| TASK BRIEF |
Only a number is wanted: how many lines in these records contain the word "Some"?

| MATERIAL PROVIDED |
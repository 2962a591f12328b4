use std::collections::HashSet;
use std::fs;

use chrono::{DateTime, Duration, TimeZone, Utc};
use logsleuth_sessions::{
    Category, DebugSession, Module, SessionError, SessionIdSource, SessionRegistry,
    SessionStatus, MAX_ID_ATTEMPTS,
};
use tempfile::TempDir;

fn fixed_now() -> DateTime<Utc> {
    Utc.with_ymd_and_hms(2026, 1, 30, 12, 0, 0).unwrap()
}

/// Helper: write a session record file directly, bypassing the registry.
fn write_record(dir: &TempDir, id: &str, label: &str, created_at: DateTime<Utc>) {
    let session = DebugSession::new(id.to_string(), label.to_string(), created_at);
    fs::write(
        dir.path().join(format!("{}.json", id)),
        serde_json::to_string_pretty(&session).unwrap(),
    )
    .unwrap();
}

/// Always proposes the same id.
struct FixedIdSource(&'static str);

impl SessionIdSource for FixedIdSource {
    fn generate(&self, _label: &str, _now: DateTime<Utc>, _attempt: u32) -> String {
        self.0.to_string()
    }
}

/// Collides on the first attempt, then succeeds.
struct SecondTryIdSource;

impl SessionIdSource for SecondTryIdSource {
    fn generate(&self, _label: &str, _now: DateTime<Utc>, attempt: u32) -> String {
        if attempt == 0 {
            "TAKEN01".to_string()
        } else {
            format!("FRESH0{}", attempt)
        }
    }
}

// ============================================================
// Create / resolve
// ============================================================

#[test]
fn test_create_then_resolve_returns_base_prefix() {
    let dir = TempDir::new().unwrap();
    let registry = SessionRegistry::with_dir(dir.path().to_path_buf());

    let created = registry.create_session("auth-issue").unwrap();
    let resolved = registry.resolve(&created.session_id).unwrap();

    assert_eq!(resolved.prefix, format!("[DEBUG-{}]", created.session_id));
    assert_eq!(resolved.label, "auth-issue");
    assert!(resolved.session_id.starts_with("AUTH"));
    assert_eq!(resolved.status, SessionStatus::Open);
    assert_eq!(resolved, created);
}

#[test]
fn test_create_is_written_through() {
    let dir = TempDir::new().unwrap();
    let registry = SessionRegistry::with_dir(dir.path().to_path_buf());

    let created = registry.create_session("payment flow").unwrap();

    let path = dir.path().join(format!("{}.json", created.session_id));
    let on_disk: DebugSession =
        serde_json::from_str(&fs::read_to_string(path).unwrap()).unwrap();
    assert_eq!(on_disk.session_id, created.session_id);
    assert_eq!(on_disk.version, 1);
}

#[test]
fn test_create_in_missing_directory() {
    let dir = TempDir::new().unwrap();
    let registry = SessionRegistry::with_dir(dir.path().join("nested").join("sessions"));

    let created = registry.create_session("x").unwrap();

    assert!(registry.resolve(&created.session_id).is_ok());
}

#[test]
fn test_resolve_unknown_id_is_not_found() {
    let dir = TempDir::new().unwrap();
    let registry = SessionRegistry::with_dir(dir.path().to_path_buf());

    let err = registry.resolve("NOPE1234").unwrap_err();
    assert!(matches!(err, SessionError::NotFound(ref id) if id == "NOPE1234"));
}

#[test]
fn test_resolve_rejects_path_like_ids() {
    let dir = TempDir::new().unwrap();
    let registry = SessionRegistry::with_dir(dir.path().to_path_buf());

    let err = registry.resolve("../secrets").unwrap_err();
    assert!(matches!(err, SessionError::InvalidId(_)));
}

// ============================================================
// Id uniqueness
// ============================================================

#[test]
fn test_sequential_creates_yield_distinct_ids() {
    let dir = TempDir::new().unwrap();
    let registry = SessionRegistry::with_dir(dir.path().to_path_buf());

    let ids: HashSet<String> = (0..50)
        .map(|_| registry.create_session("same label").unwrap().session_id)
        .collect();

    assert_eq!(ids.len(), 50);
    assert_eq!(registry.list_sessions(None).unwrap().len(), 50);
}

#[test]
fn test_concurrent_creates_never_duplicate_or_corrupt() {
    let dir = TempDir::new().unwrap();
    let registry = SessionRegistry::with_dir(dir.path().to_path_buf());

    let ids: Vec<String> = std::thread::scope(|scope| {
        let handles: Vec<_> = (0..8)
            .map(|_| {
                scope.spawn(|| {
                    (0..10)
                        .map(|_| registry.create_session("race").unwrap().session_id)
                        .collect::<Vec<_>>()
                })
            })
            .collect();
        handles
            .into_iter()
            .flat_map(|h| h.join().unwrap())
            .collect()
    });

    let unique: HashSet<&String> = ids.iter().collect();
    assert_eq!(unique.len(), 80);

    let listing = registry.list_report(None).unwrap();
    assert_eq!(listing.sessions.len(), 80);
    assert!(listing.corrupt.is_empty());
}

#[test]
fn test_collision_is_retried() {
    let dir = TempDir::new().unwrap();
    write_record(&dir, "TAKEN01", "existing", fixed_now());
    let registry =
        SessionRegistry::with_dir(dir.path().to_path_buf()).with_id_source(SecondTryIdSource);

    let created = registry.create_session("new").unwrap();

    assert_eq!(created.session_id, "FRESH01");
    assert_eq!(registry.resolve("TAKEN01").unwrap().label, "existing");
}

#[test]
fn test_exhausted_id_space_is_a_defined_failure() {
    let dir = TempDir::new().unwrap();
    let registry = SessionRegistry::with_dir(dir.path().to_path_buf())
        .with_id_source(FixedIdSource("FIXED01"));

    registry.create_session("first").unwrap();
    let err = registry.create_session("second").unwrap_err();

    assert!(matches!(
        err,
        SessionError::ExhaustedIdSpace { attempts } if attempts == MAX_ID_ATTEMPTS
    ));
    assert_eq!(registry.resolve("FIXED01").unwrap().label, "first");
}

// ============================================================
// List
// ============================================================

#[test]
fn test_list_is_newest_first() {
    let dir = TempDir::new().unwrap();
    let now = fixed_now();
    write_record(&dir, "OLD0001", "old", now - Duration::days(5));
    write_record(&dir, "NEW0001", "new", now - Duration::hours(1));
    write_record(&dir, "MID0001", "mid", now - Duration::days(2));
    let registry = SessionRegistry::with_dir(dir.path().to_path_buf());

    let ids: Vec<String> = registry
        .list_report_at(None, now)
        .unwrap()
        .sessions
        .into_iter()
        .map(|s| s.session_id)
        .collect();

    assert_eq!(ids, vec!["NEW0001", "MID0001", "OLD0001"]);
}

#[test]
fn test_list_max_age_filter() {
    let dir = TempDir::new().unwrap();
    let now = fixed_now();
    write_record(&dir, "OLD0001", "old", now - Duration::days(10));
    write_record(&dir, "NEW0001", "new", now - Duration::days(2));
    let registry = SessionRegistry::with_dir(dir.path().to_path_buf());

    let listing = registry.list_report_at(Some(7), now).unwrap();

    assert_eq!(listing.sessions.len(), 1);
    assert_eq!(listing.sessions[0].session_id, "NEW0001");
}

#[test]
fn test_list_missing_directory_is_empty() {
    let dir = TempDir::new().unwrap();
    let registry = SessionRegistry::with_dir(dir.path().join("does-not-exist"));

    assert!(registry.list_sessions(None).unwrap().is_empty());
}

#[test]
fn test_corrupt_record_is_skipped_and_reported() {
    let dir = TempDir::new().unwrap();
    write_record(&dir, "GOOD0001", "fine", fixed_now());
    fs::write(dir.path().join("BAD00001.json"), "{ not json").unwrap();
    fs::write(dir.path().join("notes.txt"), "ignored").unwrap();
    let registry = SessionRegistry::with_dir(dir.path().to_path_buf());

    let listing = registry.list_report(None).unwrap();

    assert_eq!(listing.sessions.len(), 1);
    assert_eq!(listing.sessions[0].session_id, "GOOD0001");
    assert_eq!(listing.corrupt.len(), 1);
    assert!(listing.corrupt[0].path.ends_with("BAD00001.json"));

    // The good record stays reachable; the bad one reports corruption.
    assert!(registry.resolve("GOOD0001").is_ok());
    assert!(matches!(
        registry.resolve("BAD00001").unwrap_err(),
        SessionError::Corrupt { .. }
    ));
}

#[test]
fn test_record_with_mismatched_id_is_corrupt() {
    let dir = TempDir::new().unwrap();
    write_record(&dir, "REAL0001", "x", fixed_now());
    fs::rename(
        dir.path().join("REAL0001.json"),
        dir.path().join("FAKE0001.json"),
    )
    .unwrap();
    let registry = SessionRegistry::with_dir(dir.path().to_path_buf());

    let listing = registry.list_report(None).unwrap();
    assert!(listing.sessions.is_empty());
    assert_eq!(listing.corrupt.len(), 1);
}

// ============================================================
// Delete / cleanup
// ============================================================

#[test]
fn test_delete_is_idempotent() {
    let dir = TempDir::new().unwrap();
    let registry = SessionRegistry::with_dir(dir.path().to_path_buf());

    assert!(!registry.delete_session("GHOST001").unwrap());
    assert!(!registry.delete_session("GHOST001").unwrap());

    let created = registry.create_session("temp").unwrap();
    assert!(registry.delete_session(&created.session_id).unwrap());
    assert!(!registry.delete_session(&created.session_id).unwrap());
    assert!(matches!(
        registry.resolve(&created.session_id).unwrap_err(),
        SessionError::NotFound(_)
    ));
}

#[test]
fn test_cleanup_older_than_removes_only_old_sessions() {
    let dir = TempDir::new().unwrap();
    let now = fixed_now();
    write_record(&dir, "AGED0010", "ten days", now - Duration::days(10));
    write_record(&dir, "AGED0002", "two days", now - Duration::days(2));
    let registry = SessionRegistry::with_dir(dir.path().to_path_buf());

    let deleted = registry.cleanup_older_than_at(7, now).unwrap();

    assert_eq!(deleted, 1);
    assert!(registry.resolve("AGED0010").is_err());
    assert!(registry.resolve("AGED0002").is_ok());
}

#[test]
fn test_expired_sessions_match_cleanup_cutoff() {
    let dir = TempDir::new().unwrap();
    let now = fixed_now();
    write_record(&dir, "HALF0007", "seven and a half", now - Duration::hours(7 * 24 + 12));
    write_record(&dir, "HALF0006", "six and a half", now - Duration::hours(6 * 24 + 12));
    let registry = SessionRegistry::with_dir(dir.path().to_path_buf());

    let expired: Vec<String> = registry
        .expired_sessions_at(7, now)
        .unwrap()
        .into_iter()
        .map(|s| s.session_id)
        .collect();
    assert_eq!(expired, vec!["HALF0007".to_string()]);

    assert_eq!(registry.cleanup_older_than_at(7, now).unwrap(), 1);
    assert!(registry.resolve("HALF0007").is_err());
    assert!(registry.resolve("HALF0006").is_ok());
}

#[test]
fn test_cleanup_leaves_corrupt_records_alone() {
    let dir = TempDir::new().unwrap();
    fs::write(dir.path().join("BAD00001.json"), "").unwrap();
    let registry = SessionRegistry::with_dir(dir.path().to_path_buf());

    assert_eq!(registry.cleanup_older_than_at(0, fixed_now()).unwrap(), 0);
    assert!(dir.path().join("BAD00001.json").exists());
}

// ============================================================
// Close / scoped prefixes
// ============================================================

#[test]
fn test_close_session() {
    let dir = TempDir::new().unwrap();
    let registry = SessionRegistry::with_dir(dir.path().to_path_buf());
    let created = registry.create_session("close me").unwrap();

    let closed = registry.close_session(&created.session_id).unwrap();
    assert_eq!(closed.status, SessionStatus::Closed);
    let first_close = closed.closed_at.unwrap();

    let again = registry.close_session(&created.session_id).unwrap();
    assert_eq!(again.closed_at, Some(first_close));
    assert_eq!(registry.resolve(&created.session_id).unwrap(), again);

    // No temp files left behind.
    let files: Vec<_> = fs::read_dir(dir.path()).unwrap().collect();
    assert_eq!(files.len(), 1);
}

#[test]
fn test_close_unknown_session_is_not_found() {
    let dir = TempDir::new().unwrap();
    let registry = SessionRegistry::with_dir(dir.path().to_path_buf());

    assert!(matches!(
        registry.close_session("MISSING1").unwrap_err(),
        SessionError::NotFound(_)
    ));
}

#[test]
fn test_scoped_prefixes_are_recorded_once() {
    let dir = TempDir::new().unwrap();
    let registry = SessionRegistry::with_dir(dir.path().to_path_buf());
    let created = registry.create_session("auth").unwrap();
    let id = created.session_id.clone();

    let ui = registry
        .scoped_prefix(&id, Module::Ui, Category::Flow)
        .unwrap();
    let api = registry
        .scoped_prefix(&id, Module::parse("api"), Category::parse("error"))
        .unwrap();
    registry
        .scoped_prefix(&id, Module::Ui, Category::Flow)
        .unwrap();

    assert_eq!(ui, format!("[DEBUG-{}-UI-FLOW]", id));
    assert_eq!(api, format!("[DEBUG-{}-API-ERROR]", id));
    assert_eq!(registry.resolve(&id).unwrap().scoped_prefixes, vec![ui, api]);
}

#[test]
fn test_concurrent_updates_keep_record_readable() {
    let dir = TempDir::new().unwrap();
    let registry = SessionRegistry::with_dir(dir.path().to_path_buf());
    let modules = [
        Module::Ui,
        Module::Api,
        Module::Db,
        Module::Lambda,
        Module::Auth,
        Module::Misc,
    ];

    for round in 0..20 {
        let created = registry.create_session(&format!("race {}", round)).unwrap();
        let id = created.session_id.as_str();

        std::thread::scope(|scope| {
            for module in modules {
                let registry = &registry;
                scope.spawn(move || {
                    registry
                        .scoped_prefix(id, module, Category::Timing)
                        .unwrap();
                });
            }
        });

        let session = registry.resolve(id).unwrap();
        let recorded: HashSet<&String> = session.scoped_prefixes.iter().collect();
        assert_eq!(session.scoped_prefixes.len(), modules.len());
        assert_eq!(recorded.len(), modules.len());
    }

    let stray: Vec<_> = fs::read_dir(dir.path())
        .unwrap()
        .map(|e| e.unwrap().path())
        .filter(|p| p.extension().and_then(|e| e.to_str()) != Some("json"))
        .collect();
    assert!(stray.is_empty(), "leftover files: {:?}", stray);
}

| ANSWER SPACE |
3